Generalizability theory provides a robust approach to reliability estimation in psychophysiological research, offering advantages over classical test theory for variance decomposition.
Psychophysiological research relies on biological measures to understand cognitive, affective, and behavioral processes, but the utility of these measures for studying individual differences depends on their psychometric reliability. Traditional reliability methods, such as classical test theory, often fail to account for the multiple sources of variance inherent in psychophysiological data.
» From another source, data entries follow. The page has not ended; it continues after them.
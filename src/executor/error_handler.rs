use std::collections::HashMap;
use std::sync::Arc;

use crate::error::JobError;

pub const LOG: &str = "LOG";
pub const IGNORE: &str = "IGNORE";
pub const THROW: &str = "THROW";

/// What to do with an error raised by job code or the execution environment.
pub trait JobErrorHandler: Send + Sync + std::fmt::Debug {
    fn handler_type(&self) -> &'static str;

    /// `Err` aborts the current run; `Ok` lets it continue.
    fn handle_exception(&self, job_name: &str, error: &JobError) -> Result<(), JobError>;
}

#[derive(Debug, Default)]
pub struct LogJobErrorHandler;

impl JobErrorHandler for LogJobErrorHandler {
    fn handler_type(&self) -> &'static str {
        LOG
    }

    fn handle_exception(&self, job_name: &str, error: &JobError) -> Result<(), JobError> {
        tracing::error!(job = %job_name, error = %error, "Job execution error");
        Ok(())
    }
}

#[derive(Debug, Default)]
pub struct IgnoreJobErrorHandler;

impl JobErrorHandler for IgnoreJobErrorHandler {
    fn handler_type(&self) -> &'static str {
        IGNORE
    }

    fn handle_exception(&self, _job_name: &str, _error: &JobError) -> Result<(), JobError> {
        Ok(())
    }
}

#[derive(Debug, Default)]
pub struct ThrowJobErrorHandler;

impl JobErrorHandler for ThrowJobErrorHandler {
    fn handler_type(&self) -> &'static str {
        THROW
    }

    fn handle_exception(&self, _job_name: &str, error: &JobError) -> Result<(), JobError> {
        Err(error.clone())
    }
}

type HandlerFactory = fn() -> Arc<dyn JobErrorHandler>;

/// Error handlers by type key. Unknown keys fall back to [`LOG`].
#[derive(Debug, Clone)]
pub struct ErrorHandlerRegistry {
    factories: HashMap<String, HandlerFactory>,
}

impl Default for ErrorHandlerRegistry {
    fn default() -> Self {
        let mut registry = Self {
            factories: HashMap::new(),
        };
        registry.register(LOG, || Arc::new(LogJobErrorHandler));
        registry.register(IGNORE, || Arc::new(IgnoreJobErrorHandler));
        registry.register(THROW, || Arc::new(ThrowJobErrorHandler));
        registry
    }
}

impl ErrorHandlerRegistry {
    pub fn register(&mut self, key: &str, factory: HandlerFactory) {
        self.factories.insert(key.to_ascii_uppercase(), factory);
    }

    pub fn get(&self, key: &str) -> Arc<dyn JobErrorHandler> {
        match self.factories.get(&key.to_ascii_uppercase()) {
            Some(factory) => factory(),
            None => {
                tracing::warn!(handler = key, "Unknown job error handler, using LOG");
                Arc::new(LogJobErrorHandler)
            }
        }
    }
}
Generalizability theory (GT) provides a robust, multifaceted approach to reliability estimation by decomposing variance across multiple facets, such as trials, tasks, and sessions. This article introduces GT to psychophysiological researchers, detailing its advantages over classical approaches and demonstrating its application to a variety of psychophysiological modalities: event-related potentials (ERPs), electroencephalography (EEG), electrodermal activity (EDA), electromyography (EMG), and electrocardiography (ECG). We outline the two-phase process of GT: generalizability (G) studies, which quantify variance components, and decision (D) studies, which optimize reliability within study designs intended for specific purposes. Psychometric formulas are provided for estimating indices of generalizability, dependability, and measurement error for numerous designs, including designs based on difference scores. Additionally, we discuss best practices for variance component estimation, highlighting the advantages of multilevel modeling in handling unbalanced data and non-normal distributions, typical of psychophysiological data. By applying GT, researchers can enhance the replicability and interpretability of psychophysiological measures, ultimately strengthening their ability to link biological signals to psychological constructs. This framework represents a necessary evolution in psychophysiological science, ensuring that biological measurements are grounded in fundamental psychometric principles.
Rocha et al. (Fri,) conducted a review in Psychophysiological research. Generalizability theory vs. Classical test theory was evaluated. Generalizability theory provides a robust approach to reliability estimation in psychophysiological research, offering advantages over classical test theory for variance decomposition.